What is being asked: Whenever a line below includes the word "impl", copy that line.
■ ■ ■ ■ ■ ■ ■
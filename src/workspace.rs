//! Token Workspace - Single Entry Point
//!
//! CRITICAL: every stage_* call that produces a token validates it first.
//! A change whose result has errors is never recorded.

use std::collections::BTreeMap;
use thiserror::Error;
use tracing::{info, warn};

use crate::changelog::{ChangeLogError, ChangeLogStore};
use crate::changes::{Change, ChangeKind, PendingChanges};
use crate::config::EngineConfig;
use crate::impact::{analyze_deletion, DeletionImpact};
use crate::patch::{FilePatch, PatchError};
use crate::path;
use crate::remote::{CommitRef, DocumentStore, StoreError};
use crate::resolver::{ReferenceResolver, ResolveError, ResolvedToken};
use crate::store::{LoadReport, TokenStore};
use crate::tokens::Token;
use crate::validation::{ValidationReport, ValidationResult, Validator};

#[derive(Debug, Error)]
pub enum WorkspaceError {
    #[error("Token not found: {0}")]
    TokenNotFound(String),

    #[error("Token already exists: {0}")]
    PathTaken(String),

    #[error("Validation failed: {0}")]
    ValidationFailed(String),

    #[error("Nothing to commit")]
    NothingToCommit,

    #[error(transparent)]
    Resolve(#[from] ResolveError),

    #[error(transparent)]
    Patch(#[from] PatchError),

    #[error(transparent)]
    Store(#[from] StoreError),

    #[error(transparent)]
    ChangeLog(#[from] ChangeLogError),
}

pub struct TokenWorkspace {
    config: EngineConfig,
    validator: Validator,
    store: TokenStore,
    pending: PendingChanges,
}

impl TokenWorkspace {
    pub fn new(config: EngineConfig) -> Self {
        Self {
            validator: Validator::from_config(&config),
            config,
            store: TokenStore::new(),
            pending: PendingChanges::new(),
        }
    }

    /// Replace the whole snapshot. Pending changes are kept.
    pub fn load_store(&mut self, store: TokenStore) -> &LoadReport {
        self.store = store;
        self.store.report()
    }

    /// Load every document under `prefix` from a document store.
    pub fn load_from(&mut self, remote: &dyn DocumentStore, prefix: &str) -> Result<&LoadReport, WorkspaceError> {
        let mut sources = Vec::new();
        for entry in remote.list_files(prefix)? {
            match remote.read_file(&entry.path)? {
                Some(content) => sources.push((entry.path, content)),
                None => warn!(file = %entry.path, "Listed document disappeared before read"),
            }
        }
        Ok(self.load_store(TokenStore::load_sources(sources)))
    }

    pub fn store(&self) -> &TokenStore {
        &self.store
    }

    pub fn config(&self) -> &EngineConfig {
        &self.config
    }

    pub fn resolver(&self) -> ReferenceResolver<'_> {
        ReferenceResolver::with_heuristics(&self.store, &self.config.resolver.heuristics)
    }

    pub fn resolve(&self, path: &str) -> Result<ResolvedToken, ResolveError> {
        self.resolver().resolve(path)
    }

    pub fn validate_token(&self, token: &Token) -> ValidationResult {
        self.validator.validate(token, &self.store)
    }

    pub fn validate_all(&self) -> ValidationReport {
        self.validator.validate_all(&self.store)
    }

    pub fn analyze_deletion(&self, path: &str) -> DeletionImpact {
        analyze_deletion(&path::normalize(path), &self.store)
    }

    pub fn pending(&self) -> &PendingChanges {
        &self.pending
    }

    pub fn restore_pending(&mut self, log: &dyn ChangeLogStore) -> Result<(), WorkspaceError> {
        self.pending = log.load_log()?;
        Ok(())
    }

    pub fn save_pending(&self, log: &mut dyn ChangeLogStore) -> Result<(), WorkspaceError> {
        log.save_log(&self.pending)?;
        Ok(())
    }

    pub fn discard(&mut self, path: &str) -> Option<Change> {
        self.pending.discard(&path::normalize(path))
    }

    /// The token at `path` as it will be once pending changes apply.
    pub fn current_token(&self, path: &str) -> Option<Token> {
        match self.pending.get(path) {
            Some(change) if matches!(change.kind, ChangeKind::Delete | ChangeKind::Rename) => None,
            Some(change) => change.after.clone(),
            None => self
                .pending
                .iter()
                .find(|c| c.kind == ChangeKind::Rename && c.target_path() == path)
                .and_then(|c| c.after.clone())
                .or_else(|| self.store.get(path).cloned()),
        }
    }

    pub fn stage_create(&mut self, token: Token) -> Result<ValidationResult, WorkspaceError> {
        if self.current_token(&token.path).is_some() {
            return Err(WorkspaceError::PathTaken(token.path));
        }
        let result = self.require_valid(&token)?;
        self.pending.record(Change::create(token));
        Ok(result)
    }

    /// Update the token at `token.path`. An empty `source_file` inherits the
    /// existing one.
    pub fn stage_update(&mut self, mut token: Token) -> Result<ValidationResult, WorkspaceError> {
        let before = self
            .current_token(&token.path)
            .ok_or_else(|| WorkspaceError::TokenNotFound(token.path.clone()))?;
        if token.source_file.is_empty() {
            token.source_file = before.source_file.clone();
        }
        let result = self.require_valid(&token)?;
        self.pending.record(Change::update(before, token));
        Ok(result)
    }

    /// Deletion is never blocked; the impact is returned for the caller to show.
    pub fn stage_delete(&mut self, path: &str) -> Result<DeletionImpact, WorkspaceError> {
        let path = path::normalize(path);
        let before = self
            .current_token(&path)
            .ok_or_else(|| WorkspaceError::TokenNotFound(path.clone()))?;
        let impact = analyze_deletion(&path, &self.store);
        if impact.would_break_tokens {
            warn!(path = %path, dependents = impact.affected_count, "Deleting a referenced token");
        }
        self.pending.record(Change::delete(before));
        Ok(impact)
    }

    pub fn stage_rename(&mut self, path: &str, new_path: &str) -> Result<ValidationResult, WorkspaceError> {
        let path = path::normalize(path);
        let new_path = path::normalize(new_path);
        let before = self
            .current_token(&path)
            .ok_or_else(|| WorkspaceError::TokenNotFound(path.clone()))?;
        if self.current_token(&new_path).is_some() {
            return Err(WorkspaceError::PathTaken(new_path));
        }
        let mut renamed = before.clone();
        renamed.path = new_path.clone();
        let result = self.require_valid(&renamed)?;
        self.pending.record(Change::rename(before, &new_path));
        Ok(result)
    }

    fn require_valid(&self, token: &Token) -> Result<ValidationResult, WorkspaceError> {
        let result = self.validate_token(token);
        if !result.valid {
            let messages: Vec<_> = result
                .errors()
                .map(|i| format!("{}: {}", i.rule, i.message))
                .collect();
            return Err(WorkspaceError::ValidationFailed(messages.join("; ")));
        }
        Ok(result)
    }

    /// Build one patch per affected document against the store's current content.
    pub fn prepare_commit(&self, remote: &dyn DocumentStore) -> Result<Vec<FilePatch>, WorkspaceError> {
        let mut sources = BTreeMap::new();
        for file in self.pending.by_source_file().keys() {
            if let Some(content) = remote.read_file(file)? {
                sources.insert(file.to_string(), content);
            }
        }
        Ok(crate::patch::build_patches(&self.pending, &sources)?)
    }

    /// Write all pending changes as one batch. The pending log is cleared
    /// only once the write succeeds.
    pub fn commit(&mut self, remote: &mut dyn DocumentStore, message: &str) -> Result<CommitRef, WorkspaceError> {
        if self.pending.is_empty() {
            return Err(WorkspaceError::NothingToCommit);
        }
        let patches = self.prepare_commit(remote)?;
        let commit = remote.write_files(&patches, message)?;
        info!(commit = %commit.id, changes = self.pending.len(), "Committed pending token changes");
        self.pending.clear();
        Ok(commit)
    }
}

impl Default for TokenWorkspace {
    fn default() -> Self {
        Self::new(EngineConfig::default())
    }
}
■ ■ ■ ■ ■ ■ ■
Answer box:
impl TokenWorkspace {
impl Default for TokenWorkspace {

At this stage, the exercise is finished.